Are parents supposed to teach you gratitude? They definitely teach you to be polite. When someone gives you something, you say, ‘Thank you’ but is that true gratitude? It is being polite and it is the appropriate reply but it doesn’t necessarily equate to being grateful. My parents did very well teaching me manners. I say please, thank you, you’re welcome, I even sometimes give a little smile when I say them, but were they able to teach gratitude?
I vividly remember my dad screaming at me for being ungrateful. Many of those times, I didn’t get why he was so enraged. He demanded appreciation for things I never asked for. Requiring gratitude for doing things that I didn’t know he did or recognized as important. Furthermore, how do you give gratitude? If you want a hug, I can give you a hug, but we aren’t huggers. I learned to say thank you but that was rarely enough to appease him. There is a big difference between saying thank you, feeling genuine appreciation and then learning to convey that feeling. Ultimately, constantly hearing about my ingratitude didn’t make me want to change and learn to give gratitude.
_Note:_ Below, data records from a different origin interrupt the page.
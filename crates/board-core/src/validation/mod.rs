//! Payload validation
//!
//! Pure checks over raw JSON payloads. Each `check_*` function inspects an
//! untyped `serde_json::Value` and produces either a validated request struct
//! or a [`ValidationErrors`] map of wire error codes to messages. Referential
//! checks (existence, uniqueness) are store lookups; the service layer runs
//! them and merges their errors into the same map before finishing a check.

mod emoji;
mod errors;
mod post;
mod query;
mod reaction;
mod user;

pub use emoji::normalize_reaction;
pub use errors::ValidationErrors;
pub use post::{check_new_post, NewPost, PostCheck};
pub use query::{check_leaderboard, check_sort_type, LeaderboardFormat, LeaderboardQuery, SortOrder};
pub use reaction::{check_new_reaction, NewReaction, ReactionCheck};
pub use user::{check_new_user, NewUser, UserCheck, MAX_FIELD_CHARS};

/// Code and message reported when a required payload key is missing
pub(crate) const INVALID_JSON_FORMAT: &str = "invalid_json_format";
pub(crate) const INVALID_JSON_FORMAT_MESSAGE: &str = "json format is invalid";
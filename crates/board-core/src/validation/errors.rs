//! Structured validation error mapping

use std::collections::BTreeMap;

use serde::Serialize;

/// Mapping of wire error codes to human-readable messages
///
/// Multiple errors may be reported together in one response. Inserting the
/// same code twice keeps a single entry, which also gives merge the dedupe
/// behavior the composed leaderboard check relies on.
#[derive(Debug, Clone, Default, PartialEq, Eq, Serialize)]
#[serde(transparent)]
pub struct ValidationErrors(BTreeMap<String, String>);

impl ValidationErrors {
    pub fn new() -> Self {
        Self::default()
    }

    /// Record an error under a wire code
    pub fn insert(&mut self, code: impl Into<String>, message: impl Into<String>) {
        self.0.insert(code.into(), message.into());
    }

    /// Fold another error mapping into this one
    pub fn merge(&mut self, other: ValidationErrors) {
        self.0.extend(other.0);
    }

    pub fn is_empty(&self) -> bool {
        self.0.is_empty()
    }

    pub fn len(&self) -> usize {
        self.0.len()
    }

    pub fn contains(&self, code: &str) -> bool {
        self.0.contains_key(code)
    }

    pub fn get(&self, code: &str) -> Option<&str> {
        self.0.get(code).map(String::as_str)
    }

    pub fn iter(&self) -> impl Iterator<Item = (&str, &str)> {
        self.0.iter().map(|(k, v)| (k.as_str(), v.as_str()))
    }
}

impl std::fmt::Display for ValidationErrors {
    fn fmt(&self, f: &mut std::fmt::Formatter<'_>) -> std::fmt::Result {
        let codes: Vec<&str> = self.0.keys().map(String::as_str).collect();
        write!(f, "validation failed: [{}]", codes.join(", "))
    }
}
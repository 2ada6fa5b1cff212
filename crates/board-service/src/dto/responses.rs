//! Response DTOs for serializing API outputs

use serde::Serialize;

/// User representation returned by the API.
///
/// `posts` carries the texts of the user's posts, not full post objects.
#[derive(Debug, Clone, Serialize, PartialEq, Eq)]
pub struct UserResponse {
    pub id: i64,
    pub first_name: String,
    pub last_name: String,
    pub email: String,
    pub total_reactions: i64,
    pub posts: Vec<String>,
}

/// Post representation returned by the API.
///
/// `reactions` carries the emoji glyphs left on the post. The post's
/// reaction counter is not serialized.
#[derive(Debug, Clone, Serialize, PartialEq, Eq)]
pub struct PostResponse {
    pub id: i64,
    pub author_id: i64,
    pub text: String,
    pub reactions: Vec<String>,
}

/// Reaction representation returned by the API
#[derive(Debug, Clone, Serialize, PartialEq, Eq)]
pub struct ReactionResponse {
    pub id: i64,
    pub post_id: i64,
    pub author_id: i64,
    pub reaction: String,
}

/// Body returned when a reaction is created
#[derive(Debug, Clone, Serialize, PartialEq, Eq)]
pub struct ReactionCreatedResponse {
    pub reaction_id: i64,
    pub reaction: String,
}

/// Liveness probe body
#[derive(Debug, Serialize)]
pub struct HealthResponse {
    pub status: &'static str,
}

impl HealthResponse {
    pub fn healthy() -> Self {
        Self { status: "healthy" }
    }
}

/// Readiness probe body with dependency health
#[derive(Debug, Serialize)]
pub struct ReadinessResponse {
    pub status: &'static str,
    pub checks: HealthChecks,
}

/// Per-dependency health flags
#[derive(Debug, Serialize)]
pub struct HealthChecks {
    pub database: bool,
}

impl ReadinessResponse {
    pub fn ready(database: bool) -> Self {
        Self {
            status: if database { "ready" } else { "not_ready" },
            checks: HealthChecks { database },
        }
    }
}
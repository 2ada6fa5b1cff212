//! Application state
//!
//! Holds the shared state for the Axum application including
//! the service context and configuration.

use std::sync::Arc;

use board_common::AppConfig;
use board_service::ServiceContext;

/// Application state shared across all handlers
#[derive(Clone)]
pub struct AppState {
    /// Service context containing all dependencies
    service_context: Arc<ServiceContext>,
    /// Application configuration
    config: Arc<AppConfig>,
}

impl AppState {
    /// Create a new AppState
    pub fn new(service_context: ServiceContext, config: AppConfig) -> Self {
        Self {
            service_context: Arc::new(service_context),
            config: Arc::new(config),
        }
    }

    /// Get the service context
    pub fn service_context(&self) -> &ServiceContext {
        &self.service_context
    }

    /// Get the application configuration
    pub fn config(&self) -> &AppConfig {
        &self.config
    }
}

impl std::fmt::Debug for AppState {
    fn fmt(&self, f: &mut std::fmt::Formatter<'_>) -> std::fmt::Result {
        f.debug_struct("AppState")
            .field("service_context", &"ServiceContext")
            .field("config", &"AppConfig")
            .finish()
    }
}
//! Application configuration

mod app_config;

pub use app_config::{
    AppConfig, ChartConfig, ConfigError, DatabaseConfig, Environment, ServerConfig,
};
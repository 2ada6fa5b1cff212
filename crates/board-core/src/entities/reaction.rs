//! Reaction entity - an emoji attached to a post by a user

/// Reaction entity
///
/// The glyph is always stored normalized: a single emoji grapheme, never a
/// `:short_code:` string.
#[derive(Debug, Clone, PartialEq, Eq)]
pub struct Reaction {
    pub id: i64,
    pub post_id: i64,
    pub author_id: i64,
    pub glyph: String,
}

impl Reaction {
    /// Create a new Reaction
    pub fn new(id: i64, post_id: i64, author_id: i64, glyph: String) -> Self {
        Self {
            id,
            post_id,
            author_id,
            glyph,
        }
    }
}

#[cfg(test)]
mod tests {
    use super::*;

    #[test]
    fn test_reaction_creation() {
        let reaction = Reaction::new(1, 2, 3, "👍".to_string());
        assert_eq!(reaction.post_id, 2);
        assert_eq!(reaction.author_id, 3);
        assert_eq!(reaction.glyph, "👍");
    }
}
//! Sort-type and leaderboard payload validation

use serde_json::Value;

use super::errors::ValidationErrors;
use super::{INVALID_JSON_FORMAT, INVALID_JSON_FORMAT_MESSAGE};

/// Requested ordering over `total_reactions`
#[derive(Debug, Clone, Copy, PartialEq, Eq)]
pub enum SortOrder {
    Asc,
    Desc,
}

impl SortOrder {
    /// SQL ORDER BY keyword for this ordering
    pub fn sql_keyword(self) -> &'static str {
        match self {
            Self::Asc => "ASC",
            Self::Desc => "DESC",
        }
    }
}

/// Requested leaderboard rendering
#[derive(Debug, Clone, Copy, PartialEq, Eq)]
pub enum LeaderboardFormat {
    List,
    Graph,
}

/// Validated leaderboard request
#[derive(Debug, Clone, Copy, PartialEq, Eq)]
pub struct LeaderboardQuery {
    pub sort: SortOrder,
    pub format: LeaderboardFormat,
}

/// Validate the `sort_type` key of a payload.
///
/// Missing key → `invalid_json_format`; any value other than the strings
/// `"asc"`/`"desc"` (including non-strings) → `invalid_sort_type`.
pub fn check_sort_type(payload: &Value) -> Result<SortOrder, ValidationErrors> {
    let mut errors = ValidationErrors::new();

    let Some(sort_type) = payload.get("sort_type") else {
        errors.insert(INVALID_JSON_FORMAT, INVALID_JSON_FORMAT_MESSAGE);
        return Err(errors);
    };

    match sort_type.as_str() {
        Some("asc") => Ok(SortOrder::Asc),
        Some("desc") => Ok(SortOrder::Desc),
        _ => {
            errors.insert(
                "invalid_sort_type",
                "sort_type should be a string containing either 'asc' or 'desc'",
            );
            Err(errors)
        }
    }
}

/// Validate a leaderboard payload: sort-type validation composed with the
/// `data_type` check. Errors from both checks are merged into one mapping;
/// a missing `data_type` merges `invalid_json_format` into any sort errors
/// and returns immediately.
pub fn check_leaderboard(payload: &Value) -> Result<LeaderboardQuery, ValidationErrors> {
    let mut errors = ValidationErrors::new();

    let sort = match check_sort_type(payload) {
        Ok(sort) => Some(sort),
        Err(sort_errors) => {
            errors.merge(sort_errors);
            None
        }
    };

    let Some(data_type) = payload.get("data_type") else {
        errors.insert(INVALID_JSON_FORMAT, INVALID_JSON_FORMAT_MESSAGE);
        return Err(errors);
    };

    let format = match data_type.as_str() {
        Some("list") => Some(LeaderboardFormat::List),
        Some("graph") => Some(LeaderboardFormat::Graph),
        _ => {
            errors.insert(
                "invalid_data_type",
                "data_type should be a string containing either 'list' or 'graph'",
            );
            None
        }
    };

    match (sort, format) {
        (Some(sort), Some(format)) if errors.is_empty() => Ok(LeaderboardQuery { sort, format }),
        _ => Err(errors),
    }
}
I taught me that I am an ungrateful person and I accepted that.
Yet, as an adult I am learning gratitude is one of the greatest gifts you can ever give. It goes with everything. Even when you are in a bad situation and you are able to be grateful for the good things you have, it completely changes the situation. I understand a little bit better now why my father was challenging us to be grateful, he just didn’t know how to. He didn’t know how to teach gratitude and now I am beginning to grasp how difficult that may have been to teach.
Here is what I have learned so far. Always say thank you. Next you have to feel genuine appreciation. It is a weird emotion to have because it sometimes feels like the foundation for love and it can also feel unsettling to be that vulnerable. All the same, being grateful makes you vulnerable. Next you bring that gratitude into the world physically, whether it is with a smile, a hug or even just eye contact, find a way to convey your gratitude in a physical way. Next you have to learn to respect the situation. If you are truly grateful for something, it becomes precious to you and it must be respected. If there isn’t respect there isn’t true gratitude. Finally, to bring gratitude all around, there should be reciprocation. That doesn’t mean if someone gives you an apple that you need to give them an apple to show gratitude. It does mean though that you should hold on to that gratitude until you can pay it back some way, maybe with some herbs from your garden. Even that hug you gave as a physical manifestation of you gratitude may be your way of giving back, but somehow, some way you need to give back.
When I was young my mom taught me that when someone gives you food in a reusable container, you never return it empty. You clean it and if not immediately, you sooner or later return it with some goodies. I thought that was an antiquated Caribbean tradition I was brainwashed into at a young age. Sometimes it feels like what you were really receiving was a chore for some subpar cake that you probably won’t eat anyhow. In hindsight, that’s how you teach gratitude. Always return food containers with something in them to show genuine gratitude.